Your goal :: Line by line, transcribe the listing below exactly.

*** Opening Data extract ***

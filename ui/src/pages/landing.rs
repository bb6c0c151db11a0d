//! Landing page

use agrovision_core::Route;
use leptos::prelude::*;

#[component]
pub fn LandingPage() -> impl IntoView {
    view! {
        <section class="bg-gradient-to-br from-green-200 via-green-100 to-yellow-50">
            <div class="max-w-7xl mx-auto px-4 py-24 flex flex-col md:flex-row items-center gap-12">
                <div class="md:w-1/2 text-center md:text-left">
                    <span class="inline-block py-1 px-3 rounded-full bg-white/60 text-sm font-semibold mb-4">
                        "🚀 The Future of Agriculture"
                    </span>
                    <h1 class="text-5xl md:text-6xl font-extrabold mb-6 leading-tight">
                        "Smart Farming with AI Intelligence"
                    </h1>
                    <p class="text-lg mb-8 max-w-lg">
                        "Maximize your yield with AI-powered crop recommendations, instant disease detection, and 24/7 expert farming assistance."
                    </p>
                    <div class="flex flex-col sm:flex-row gap-4 justify-center md:justify-start">
                        <a
                            href=Route::Crop.path()
                            class="bg-yellow-400 hover:bg-yellow-300 font-bold py-4 px-8 rounded-full shadow-lg"
                        >
                            "Get Started →"
                        </a>
                        <a
                            href=Route::Chatbot.path()
                            class="bg-white/60 border border-green-700/30 font-bold py-4 px-8 rounded-full"
                        >
                            "Talk to AI"
                        </a>
                    </div>
                </div>
                <div class="md:w-1/2 grid grid-cols-2 gap-4">
                    <StatCard icon="🌿" title="Crop Health" value="98% Optimal" />
                    <StatCard icon="🤖" title="AI Assistant" value="Active Now" />
                </div>
            </div>
        </section>

        <section class="max-w-7xl mx-auto px-4 py-20">
            <div class="text-center mb-12">
                <h2 class="text-4xl font-bold mb-4">"Why Choose AgroVision AI?"</h2>
                <p class="text-gray-600 max-w-2xl mx-auto">
                    "We combine advanced machine learning with agricultural expertise to help you make data-driven decisions."
                </p>
            </div>
            <div class="grid md:grid-cols-3 gap-8">
                <FeatureCard
                    icon="🌱"
                    title="Smart Crop Recommendation"
                    description="Analyze soil nutrients (NPK), weather conditions, and rainfall to find the perfect crop for your land."
                    route=Route::Crop
                />
                <FeatureCard
                    icon="🔬"
                    title="Instant Disease Detection"
                    description="Simply upload a photo of a plant leaf. Our AI instantly identifies diseases and suggests treatments."
                    route=Route::Diseases
                />
                <FeatureCard
                    icon="💬"
                    title="24/7 AI Farmer Assistant"
                    description="Have a question? Chat with our intelligent assistant about farming tips, market trends, and more."
                    route=Route::Chatbot
                />
            </div>
        </section>
    }
}

#[component]
fn StatCard(icon: &'static str, title: &'static str, value: &'static str) -> impl IntoView {
    view! {
        <div class="bg-white/80 rounded-2xl shadow p-6 flex items-center gap-4">
            <span class="text-3xl">{icon}</span>
            <div>
                <p class="text-sm text-gray-500">{title}</p>
                <p class="font-bold text-green-700">{value}</p>
            </div>
        </div>
    }
}

#[component]
fn FeatureCard(
    icon: &'static str,
    title: &'static str,
    description: &'static str,
    route: Route,
) -> impl IntoView {
    view! {
        <div class="bg-white rounded-3xl shadow-lg p-8 hover:shadow-2xl transition-shadow">
            <div class="text-4xl mb-6">{icon}</div>
            <h3 class="text-2xl font-bold mb-4">{title}</h3>
            <p class="text-gray-600 mb-8 leading-relaxed">{description}</p>
            <a href=route.path() class="text-green-700 font-bold hover:text-green-900">
                "Try Feature →"
            </a>
        </div>
    }
}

*** Closing Data extract ***

Response area ::
filename ui/src/pages/landing.rs
repository bb6c0c151db11a0d
//! Landing page

use agrovision_core::Route;
use leptos::prelude::*;

#[component]
pub fn LandingPage() -> impl IntoView {
    view! {
        <section class="bg-gradient-to-br from-green-200 via-green-100 to-yellow-50">
            <div class="max-w-7xl mx-auto px-4 py-24 flex flex-col md:flex-row items-center gap-12">
                <div class="md:w-1/2 text-center md:text-left">
                    <span class="inline-block py-1 px-3 rounded-full bg-white/60 text-sm font-semibold mb-4">
                        "🚀 The Future of Agriculture"
                    </span>
                    <h1 class="text-5xl md:text-6xl font-extrabold mb-6 leading-tight">
                        "Smart Farming with AI Intelligence"
                    </h1>
                    <p class="text-lg mb-8 max-w-lg">
                        "Maximize your yield with AI-powered crop recommendations, instant disease detection, and 24/7 expert farming assistance."
                    </p>
                    <div class="flex flex-col sm:flex-row gap-4 justify-center md:justify-start">
                        <a
                            href=Route::Crop.path()
                            class="bg-yellow-400 hover:bg-yellow-300 font-bold py-4 px-8 rounded-full shadow-lg"
                        >
                            "Get Started →"
                        </a>
                        <a
                            href=Route::Chatbot.path()
                            class="bg-white/60 border border-green-700/30 font-bold py-4 px-8 rounded-full"
                        >
                            "Talk to AI"
                        </a>
                    </div>
                </div>
                <div class="md:w-1/2 grid grid-cols-2 gap-4">
                    <StatCard icon="🌿" title="Crop Health" value="98% Optimal" />
                    <StatCard icon="🤖" title="AI Assistant" value="Active Now" />
                </div>
            </div>
        </section>

        <section class="max-w-7xl mx-auto px-4 py-20">
            <div class="text-center mb-12">
                <h2 class="text-4xl font-bold mb-4">"Why Choose AgroVision AI?"</h2>
                <p class="text-gray-600 max-w-2xl mx-auto">
                    "We combine advanced machine learning with agricultural expertise to help you make data-driven decisions."
                </p>
            </div>
            <div class="grid md:grid-cols-3 gap-8">
                <FeatureCard
                    icon="🌱"
                    title="Smart Crop Recommendation"
                    description="Analyze soil nutrients (NPK), weather conditions, and rainfall to find the perfect crop for your land."
                    route=Route::Crop
                />
                <FeatureCard
                    icon="🔬"
                    title="Instant Disease Detection"
                    description="Simply upload a photo of a plant leaf. Our AI instantly identifies diseases and suggests treatments."
                    route=Route::Diseases
                />
                <FeatureCard
                    icon="💬"
                    title="24/7 AI Farmer Assistant"
                    description="Have a question? Chat with our intelligent assistant about farming tips, market trends, and more."
                    route=Route::Chatbot
                />
            </div>
        </section>
    }
}

#[component]
fn StatCard(icon: &'static str, title: &'static str, value: &'static str) -> impl IntoView {
    view! {
        <div class="bg-white/80 rounded-2xl shadow p-6 flex items-center gap-4">
            <span class="text-3xl">{icon}</span>
            <div>
                <p class="text-sm text-gray-500">{title}</p>
                <p class="font-bold text-green-700">{value}</p>
            </div>
        </div>
    }
}

#[component]
fn FeatureCard(
    icon: &'static str,
    title: &'static str,
    description: &'static str,
    route: Route,
) -> impl IntoView {
    view! {
        <div class="bg-white rounded-3xl shadow-lg p-8 hover:shadow-2xl transition-shadow">
            <div class="text-4xl mb-6">{icon}</div>
            <h3 class="text-2xl font-bold mb-4">{title}</h3>
            <p class="text-gray-600 mb-8 leading-relaxed">{description}</p>
            <a href=route.path() class="text-green-700 font-bold hover:text-green-900">
                "Try Feature →"
            </a>
        </div>
    }
}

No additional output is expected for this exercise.